_Work to complete_
Each entry listed below should be reproduced word for word.

_Supplied records_
use rust_decimal::Decimal;
use serde::{Deserialize, Serialize};
use tokio::sync::mpsc;
use tracing::{info, warn};
use uuid::Uuid;

use crate::models::OrderStatus;

#[derive(Debug, Clone)]
pub struct EventSender {
    sender: mpsc::Sender<Event>,
}

impl EventSender {
    /// Creates a new EventSender
    pub fn new(sender: mpsc::Sender<Event>) -> Self {
        Self { sender }
    }

    /// Creates a bounded channel and returns the sender half together with
    /// the receiver expected by [`process_events`].
    pub fn channel(capacity: usize) -> (Self, mpsc::Receiver<Event>) {
        let (tx, rx) = mpsc::channel(capacity);
        (Self::new(tx), rx)
    }

    /// Sends an event asynchronously
    pub async fn send(&self, event: Event) -> Result<(), String> {
        self.sender
            .send(event)
            .await
            .map_err(|e| format!("Failed to send event: {}", e))
    }
}

/// Domain events published after the unit of work that produced them commits.
#[derive(Debug, Clone, PartialEq, Serialize, Deserialize)]
pub enum Event {
    // Order events
    OrderCreated {
        order_id: Uuid,
        order_number: String,
        user_id: Uuid,
        total: Decimal,
    },
    OrderStatusChanged {
        order_id: Uuid,
        old_status: OrderStatus,
        new_status: OrderStatus,
    },
    OrderCancelled {
        order_id: Uuid,
        reason: String,
    },

    // Inventory events
    InventoryReserved {
        order_id: Uuid,
        product_id: Uuid,
        quantity: i32,
    },
    InventoryReleased {
        order_id: Uuid,
        product_id: Uuid,
        quantity: i32,
    },
    LowStock {
        product_id: Uuid,
        stock: i32,
        threshold: i32,
    },

    // Coupon events
    CouponRedeemed {
        coupon_id: Uuid,
        order_id: Uuid,
        user_id: Uuid,
        discount: Decimal,
    },

    // Payment events
    PaymentCompleted {
        order_id: Uuid,
        transaction_id: Option<String>,
    },
    PaymentFailed {
        order_id: Uuid,
        reason: String,
    },
}

/// Drains the event channel until every sender is dropped.
pub async fn process_events(mut rx: mpsc::Receiver<Event>) {
    info!("Starting event processing loop");

    while let Some(event) = rx.recv().await {
        match event {
            Event::OrderCreated {
                order_id,
                order_number,
                user_id,
                total,
            } => {
                info!(%order_id, %order_number, %user_id, %total, "Order created");
            }
            Event::OrderStatusChanged {
                order_id,
                old_status,
                new_status,
            } => {
                info!(%order_id, %old_status, %new_status, "Order status changed");
            }
            Event::OrderCancelled { order_id, reason } => {
                info!(%order_id, reason = %reason, "Order cancelled");
            }
            Event::InventoryReserved {
                order_id,
                product_id,
                quantity,
            } => {
                info!(%order_id, %product_id, quantity, "Inventory reserved");
            }
            Event::InventoryReleased {
                order_id,
                product_id,
                quantity,
            } => {
                info!(%order_id, %product_id, quantity, "Inventory released");
            }
            Event::LowStock {
                product_id,
                stock,
                threshold,
            } => {
                warn!(
                    %product_id,
                    stock, threshold, "Low inventory alert: product is at or below its threshold"
                );
            }
            Event::CouponRedeemed {
                coupon_id,
                order_id,
                user_id,
                discount,
            } => {
                info!(%coupon_id, %order_id, %user_id, %discount, "Coupon redeemed");
            }
            Event::PaymentCompleted {
                order_id,
                transaction_id,
            } => {
                info!(%order_id, transaction_id = ?transaction_id, "Payment completed");
            }
            Event::PaymentFailed { order_id, reason } => {
                warn!(%order_id, reason = %reason, "Payment failed");
            }
        }
    }

    warn!("Event processing loop has ended");
}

_Solution for this problem_
use rust_decimal::Decimal;
use serde::{Deserialize, Serialize};
use tokio::sync::mpsc;
use tracing::{info, warn};
use uuid::Uuid;

use crate::models::OrderStatus;

#[derive(Debug, Clone)]
pub struct EventSender {
    sender: mpsc::Sender<Event>,
}

impl EventSender {
    /// Creates a new EventSender
    pub fn new(sender: mpsc::Sender<Event>) -> Self {
        Self { sender }
    }

    /// Creates a bounded channel and returns the sender half together with
    /// the receiver expected by [`process_events`].
    pub fn channel(capacity: usize) -> (Self, mpsc::Receiver<Event>) {
        let (tx, rx) = mpsc::channel(capacity);
        (Self::new(tx), rx)
    }

    /// Sends an event asynchronously
    pub async fn send(&self, event: Event) -> Result<(), String> {
        self.sender
            .send(event)
            .await
            .map_err(|e| format!("Failed to send event: {}", e))
    }
}

/// Domain events published after the unit of work that produced them commits.
#[derive(Debug, Clone, PartialEq, Serialize, Deserialize)]
pub enum Event {
    // Order events
    OrderCreated {
        order_id: Uuid,
        order_number: String,
        user_id: Uuid,
        total: Decimal,
    },
    OrderStatusChanged {
        order_id: Uuid,
        old_status: OrderStatus,
        new_status: OrderStatus,
    },
    OrderCancelled {
        order_id: Uuid,
        reason: String,
    },

    // Inventory events
    InventoryReserved {
        order_id: Uuid,
        product_id: Uuid,
        quantity: i32,
    },
    InventoryReleased {
        order_id: Uuid,
        product_id: Uuid,
        quantity: i32,
    },
    LowStock {
        product_id: Uuid,
        stock: i32,
        threshold: i32,
    },

    // Coupon events
    CouponRedeemed {
        coupon_id: Uuid,
        order_id: Uuid,
        user_id: Uuid,
        discount: Decimal,
    },

    // Payment events
    PaymentCompleted {
        order_id: Uuid,
        transaction_id: Option<String>,
    },
    PaymentFailed {
        order_id: Uuid,
        reason: String,
    },
}

/// Drains the event channel until every sender is dropped.
pub async fn process_events(mut rx: mpsc::Receiver<Event>) {
    info!("Starting event processing loop");

    while let Some(event) = rx.recv().await {
        match event {
            Event::OrderCreated {
                order_id,
                order_number,
                user_id,
                total,
            } => {
                info!(%order_id, %order_number, %user_id, %total, "Order created");
            }
            Event::OrderStatusChanged {
                order_id,
                old_status,
                new_status,
            } => {
                info!(%order_id, %old_status, %new_status, "Order status changed");
            }
            Event::OrderCancelled { order_id, reason } => {
                info!(%order_id, reason = %reason, "Order cancelled");
            }
            Event::InventoryReserved {
                order_id,
                product_id,
                quantity,
            } => {
                info!(%order_id, %product_id, quantity, "Inventory reserved");
            }
            Event::InventoryReleased {
                order_id,
                product_id,
                quantity,
            } => {
                info!(%order_id, %product_id, quantity, "Inventory released");
            }
            Event::LowStock {
                product_id,
                stock,
                threshold,
            } => {
                warn!(
                    %product_id,
                    stock, threshold, "Low inventory alert: product is at or below its threshold"
                );
            }
            Event::CouponRedeemed {
                coupon_id,
                order_id,
                user_id,
                discount,
            } => {
                info!(%coupon_id, %order_id, %user_id, %discount, "Coupon redeemed");
            }
            Event::PaymentCompleted {
                order_id,
                transaction_id,
            } => {
                info!(%order_id, transaction_id = ?transaction_id, "Payment completed");
            }
            Event::PaymentFailed { order_id, reason } => {
                warn!(%order_id, reason = %reason, "Payment failed");
            }
        }
    }

    warn!("Event processing loop has ended");
}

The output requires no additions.